Calcium ion in a cubic close-packed lattice, with eight fluoride ions surrounding each calcium ion and occupying all of the tetrahedral holes (face centered cubic = 4 atoms/unit cell, 4atoms x 2 tetrahedral holes/atom = 8 tetrahedral holes/unit cell)

Or, can also be thought of as the fluoride ions in a simple cubic array with calcium ions in alternate body centers.

Found in all the oxides and sulfides of Li, Na, K, and Rb, and in Li₂Te and Be₂C

Question 19

What crystal structure can you expect for alkali halides (e.g. LiCl)?

Answer 19

Like the structure for NaCl. Face-centered cubic unit cells for each atom offset by half a unit cell.

Question 20

What compound has a crystal structure with ions in face-centered lattices and the other ion in the tetrahedral holes of this lattice?

Answer 20

ZnS Zinc Blende and Diamond (except with the same atom instead of ions).

Question 21

What compound has a crystal structure with a hexagonal unit cell and the other ion occupying half of the tetrahedral holes?

Answer 21

ZnS Wurtzite

Question 22

Antifluorite structure

Answer 22

The cation-anion stoichometry of CaF₂ is reversed. That is, for compounds like Li₂Te, Be₂C

Every tetrahedral hole in the anion lattice is occupied by a cation.

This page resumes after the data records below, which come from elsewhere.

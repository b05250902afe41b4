//! Integration tests for the token client.
//!
//! Tests pagination, checkpoint resume and detail normalization against a
//! mocked v2 API.

use std::sync::Mutex;
use std::time::Duration;

use async_trait::async_trait;
use serde_json::{Value, json};
use tempfile::TempDir;
use wiremock::matchers::{header, method, path, query_param};
use wiremock::{Mock, MockServer, ResponseTemplate};
use yuque_sdk::{
    Breadcrumb, CheckpointStore, DocDetail, DocSink, DocSummary, RetryPolicy, TokenClient,
    TokenConfig, YuqueError,
};

const TOKEN: &str = "t0k3n";
const DOCS_PATH: &str = "/api/v2/repos/me/notes/docs";
const TOC_PATH: &str = "/api/v2/repos/me/notes/toc";

fn client_for(server: &MockServer, dir: &TempDir) -> TokenClient {
    let mut config = TokenConfig::new("me", "notes");
    config.token = Some(TOKEN.to_string());
    config.base_url = Some(format!("{}/api/v2", server.uri()));
    config.checkpoint_dir = Some(dir.path().to_path_buf());
    TokenClient::new(config)
        .unwrap()
        .with_retry_policy(RetryPolicy::new(3, Duration::from_millis(1)))
}

fn doc_json(n: usize) -> Value {
    json!({
        "slug": format!("doc-{n}"),
        "title": format!("Doc {n}"),
        "format": "markdown",
        "updated_at": "2023-05-01T00:00:00.000Z",
        "word_count": n,
    })
}

fn page(start: usize, count: usize, total: usize) -> Value {
    let data: Vec<Value> = (start..start + count).map(doc_json).collect();
    json!({ "data": data, "meta": { "total": total } })
}

fn summaries(start: usize, count: usize) -> Vec<DocSummary> {
    (start..start + count)
        .map(|n| serde_json::from_value(doc_json(n)).unwrap())
        .collect()
}

async fn mount_toc(server: &MockServer, toc: Value) {
    Mock::given(method("GET"))
        .and(path(TOC_PATH))
        .and(header("X-Auth-Token", TOKEN))
        .respond_with(ResponseTemplate::new(200).set_body_json(json!({ "data": toc })))
        .mount(server)
        .await;
}

async fn mount_page(server: &MockServer, offset: usize, body: Value, expected: u64) {
    Mock::given(method("GET"))
        .and(path(DOCS_PATH))
        .and(query_param("offset", offset.to_string()))
        .and(query_param("limit", "100"))
        .and(header("X-Auth-Token", TOKEN))
        .respond_with(ResponseTemplate::new(200).set_body_json(body))
        .expect(expected)
        .mount(server)
        .await;
}

// ==================== Pagination Tests ====================

#[tokio::test]
async fn test_doc_list_fetches_250_docs_in_three_pages() {
    let server = MockServer::start().await;
    let dir = TempDir::new().unwrap();
    mount_toc(&server, json!([])).await;
    mount_page(&server, 0, page(0, 100, 250), 1).await;
    mount_page(&server, 100, page(100, 100, 250), 1).await;
    mount_page(&server, 200, page(200, 50, 250), 1).await;

    let mut client = client_for(&server, &dir);
    let docs = client.doc_list().await.unwrap();

    assert_eq!(docs.len(), 250);
    assert_eq!(docs[0].slug, "doc-0");
    assert_eq!(docs[249].slug, "doc-249");
    assert_eq!(docs[7].extra.get("word_count"), Some(&json!(7)));
    assert!(
        !client.checkpoint().path().exists(),
        "checkpoint should be deleted after a complete fetch"
    );
}

#[tokio::test]
async fn test_doc_list_stops_on_empty_page() {
    let server = MockServer::start().await;
    let dir = TempDir::new().unwrap();
    mount_toc(&server, json!([])).await;
    mount_page(&server, 0, page(0, 100, 300), 1).await;
    mount_page(&server, 100, page(100, 0, 300), 1).await;

    let mut client = client_for(&server, &dir);
    let docs = client.doc_list().await.unwrap();
    assert_eq!(docs.len(), 100);
}

// ==================== Checkpoint Tests ====================

#[tokio::test]
async fn test_doc_list_resumes_from_checkpoint() {
    let server = MockServer::start().await;
    let dir = TempDir::new().unwrap();
    mount_toc(&server, json!([])).await;
    mount_page(&server, 0, page(0, 100, 250), 0).await;
    mount_page(&server, 100, page(100, 100, 250), 1).await;
    mount_page(&server, 200, page(200, 50, 250), 1).await;

    let mut client = client_for(&server, &dir);
    client.checkpoint().save(&summaries(0, 100), 250);

    let docs = client.doc_list().await.unwrap();
    assert_eq!(docs.len(), 250);
    assert_eq!(docs[100].slug, "doc-100");
    assert!(!client.checkpoint().path().exists());
}

#[tokio::test]
async fn test_doc_list_complete_checkpoint_skips_fetching() {
    let server = MockServer::start().await;
    let dir = TempDir::new().unwrap();
    mount_toc(&server, json!([])).await;
    mount_page(&server, 0, page(0, 100, 50), 0).await;
    mount_page(&server, 50, page(0, 0, 50), 0).await;

    let mut client = client_for(&server, &dir);
    client.checkpoint().save(&summaries(0, 50), 50);

    let docs = client.doc_list().await.unwrap();
    assert_eq!(docs.len(), 50);
    assert!(!client.checkpoint().path().exists());
}

#[tokio::test]
async fn test_doc_list_failure_leaves_resumable_checkpoint() {
    let server = MockServer::start().await;
    let dir = TempDir::new().unwrap();
    mount_toc(&server, json!([])).await;
    mount_page(&server, 0, page(0, 100, 250), 1).await;
    Mock::given(method("GET"))
        .and(path(DOCS_PATH))
        .and(query_param("offset", "100"))
        .respond_with(ResponseTemplate::new(502))
        .expect(4)
        .mount(&server)
        .await;

    let mut client = client_for(&server, &dir);
    let err = client.doc_list().await.unwrap_err();
    assert!(matches!(err, YuqueError::HttpStatus { status: 502, .. }));
    assert!(!err.is_fatal());

    let checkpoint = CheckpointStore::new(client.checkpoint().path())
        .load()
        .expect("checkpoint should survive a failed fetch");
    assert_eq!(checkpoint.list.len(), 100);
    assert_eq!(checkpoint.offset, checkpoint.list.len());
    assert_eq!(checkpoint.total, 250);
    assert_eq!(checkpoint.list[99].slug, "doc-99");
}

#[tokio::test]
async fn test_doc_list_retries_transient_page_failure() {
    let server = MockServer::start().await;
    let dir = TempDir::new().unwrap();
    mount_toc(&server, json!([])).await;
    Mock::given(method("GET"))
        .and(path(DOCS_PATH))
        .and(query_param("offset", "0"))
        .respond_with(ResponseTemplate::new(503))
        .up_to_n_times(2)
        .with_priority(1)
        .mount(&server)
        .await;
    mount_page(&server, 0, page(0, 10, 10), 1).await;

    let mut client = client_for(&server, &dir);
    let docs = client.doc_list().await.unwrap();
    assert_eq!(docs.len(), 10);
}

// ==================== Error Mapping Tests ====================

#[tokio::test]
async fn test_book_not_found_is_fatal() {
    let server = MockServer::start().await;
    let dir = TempDir::new().unwrap();
    Mock::given(method("GET"))
        .and(path(TOC_PATH))
        .respond_with(
            ResponseTemplate::new(404).set_body_json(json!({ "message": "book not found" })),
        )
        .mount(&server)
        .await;

    let mut client = client_for(&server, &dir);
    let err = client.doc_list().await.unwrap_err();
    assert!(matches!(err, YuqueError::BookNotFound { .. }));
    assert!(err.is_fatal());
}

// ==================== Detail Tests ====================

fn nested_toc() -> Value {
    json!([
        { "type": "TITLE", "title": "Guide", "uuid": "g", "parent_uuid": "", "depth": 1 },
        { "type": "TITLE", "title": "Basics", "uuid": "b", "parent_uuid": "g", "depth": 2 },
        { "type": "DOC", "title": "Intro", "uuid": "i", "parent_uuid": "b", "depth": 3, "slug": "intro" },
        { "type": "DOC", "title": "Top", "uuid": "t", "parent_uuid": "", "depth": 1, "slug": "top" }
    ])
}

async fn mount_detail(server: &MockServer, slug: &str, body: &str) {
    Mock::given(method("GET"))
        .and(path(format!("{DOCS_PATH}/{slug}")))
        .and(query_param("raw", "1"))
        .respond_with(ResponseTemplate::new(200).set_body_json(json!({
            "data": {
                "slug": slug,
                "title": slug.to_uppercase(),
                "format": "markdown",
                "body": body,
                "body_html": "<p>html</p>",
                "updated_at": "2023-05-01T00:00:00.000Z",
                "id": 42
            }
        })))
        .mount(server)
        .await;
}

#[tokio::test]
async fn test_doc_detail_resolves_breadcrumbs_and_properties() {
    let server = MockServer::start().await;
    let dir = TempDir::new().unwrap();
    mount_toc(&server, nested_toc()).await;
    mount_detail(&server, "intro", "---\ntags: [a, b]\ncover: x.png\n---\n# Intro\n").await;

    let mut client = client_for(&server, &dir);
    client.toc().await.unwrap();
    let detail = client.doc_detail("intro").await.unwrap();

    assert_eq!(detail.doc_id, "intro");
    assert_eq!(
        detail.catalog,
        vec![
            Breadcrumb {
                title: "Guide".to_string(),
                doc_id: "intro".to_string()
            },
            Breadcrumb {
                title: "Basics".to_string(),
                doc_id: "intro".to_string()
            },
        ]
    );
    assert_eq!(detail.properties.get("cover"), Some(&json!("x.png")));
    assert_eq!(detail.body, "# Intro\n");
    assert!(detail.body_original.starts_with("---"));
    assert_eq!(detail.body_html.as_deref(), Some("<p>html</p>"));
    assert_eq!(detail.updated, Some(1_682_899_200_000));
    assert_eq!(detail.extra.get("id"), Some(&json!(42)));
}

#[tokio::test]
async fn test_doc_detail_root_document_has_empty_breadcrumb() {
    let server = MockServer::start().await;
    let dir = TempDir::new().unwrap();
    mount_toc(&server, nested_toc()).await;
    mount_detail(&server, "top", "plain body").await;

    let mut client = client_for(&server, &dir);
    client.toc().await.unwrap();
    let detail = client.doc_detail("top").await.unwrap();
    assert!(detail.catalog.is_empty());
    assert_eq!(detail.body, "plain body");
    assert!(detail.properties.is_empty());
}

#[derive(Default)]
struct Recorder(Mutex<Vec<(String, usize, usize)>>);

#[async_trait]
impl DocSink for Recorder {
    async fn on_document(&self, doc: &DocDetail, completed: usize, total: usize) -> anyhow::Result<()> {
        self.0
            .lock()
            .unwrap()
            .push((doc.doc_id.clone(), completed, total));
        Ok(())
    }
}

#[tokio::test]
async fn test_doc_detail_list_filters_ids_and_calls_sink() {
    let server = MockServer::start().await;
    let dir = TempDir::new().unwrap();
    mount_toc(&server, nested_toc()).await;
    mount_detail(&server, "intro", "a").await;
    mount_detail(&server, "top", "b").await;

    let mut client = client_for(&server, &dir);
    client.toc().await.unwrap();
    let docs: Vec<DocSummary> = ["intro", "top", "other"]
        .iter()
        .map(|slug| serde_json::from_value(json!({ "slug": slug, "title": slug })).unwrap())
        .collect();
    let ids = vec!["intro".to_string(), "top".to_string()];
    let recorder = Recorder::default();

    let details = client
        .doc_detail_list(&docs, &ids, Some(&recorder))
        .await
        .unwrap();

    let mut got: Vec<String> = details.iter().map(|d| d.doc_id.clone()).collect();
    got.sort();
    assert_eq!(got, vec!["intro", "top"]);
    let calls = recorder.0.lock().unwrap();
    assert_eq!(calls.len(), 2);
    assert!(calls.iter().all(|(_, _, total)| *total == 2));
}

Common for structures with X₂F stoichometry (for oxiodes and sulfides)

Question 23

Born-Haber cycle

Answer 23

A cycl that considers the series of component reactions that can be imagined as “steps” for compound formation, to give the final heat of formation. It basically applies Hess’s law (which states that the overall change in energy of a process can be determined by breaking the process down into steps, then adding the changes in energy of each step) to an ionic solid.

Question 24

What enthalpies are positive and what enthalpies are negative for the reactions in the Born Haber cycle?

Answer 24

Positive:

• Sublimation ( Na(s) —> Na(g) )
• Ionization ( Na(g) —> Na⁺(g) + e^- )
• Bond dissociation ( 1/2 Cl₂ (g) —> Cl (g) )

Negative:

• Electron affinity ( Cl (g) + e^- —> Cl^- (g) )
• Lattice enthalpy ( Na⁺ (g) + Cl^- (g) —> NaCl (s) )
• Heat of formation ( Na (s) + 1/2 Cl₂ (g) –> NaCl (s) )

Question 25

Valence band theory

Answer 25

Molecular orbital theory works fine when only two atoms are involved. But what if there are many atoms? When many atoms interact, the number of orbitals is also large, and the discrete MOs combine to form a band of orbitals of similar energy rather than the discrete energy levels of small molecules ( kind of how sum –> integral).

Valence Band = highest energy band that contains electrons

Conduction Band = the next higher, empty band below the valence band

Question 26

Valence band

Answer 26

The highest energy band containing electrons

Question 27

Conduction band

Answer 27

The next higher, empty band above the valence band

Question 28

Band gap

Answer 28

The gap between the valence and conduction bands

Question 29

Use valence band theory to describe insulators

Answer 29

Insulators have a filled valence band and an empty, higher energy conduction band. Thus, electrons are restricted in their motion.

Question 30

Use valence band theory to describe conductors.

Answer 30

Conductors have a partially filled valence band and a higher energy conduction band. Since the valence band still has “empty space”, the electrons are free to move throughout the conductor.

Question 31

Use valence band theory to describe semiconductors.

Answer 31

For semiconductors, they have valence and conduction bands that are very close in energy. Therefore, electrons in the valence band (which can be filled or partially filled) can enter the conduction band. Higher temperature encourages the electrons to jump up into the conduction band, and conductance increases.

Question 32

Doping

Answer 32

Replacing a few atoms of the original element with atoms having either more or fewer electrons.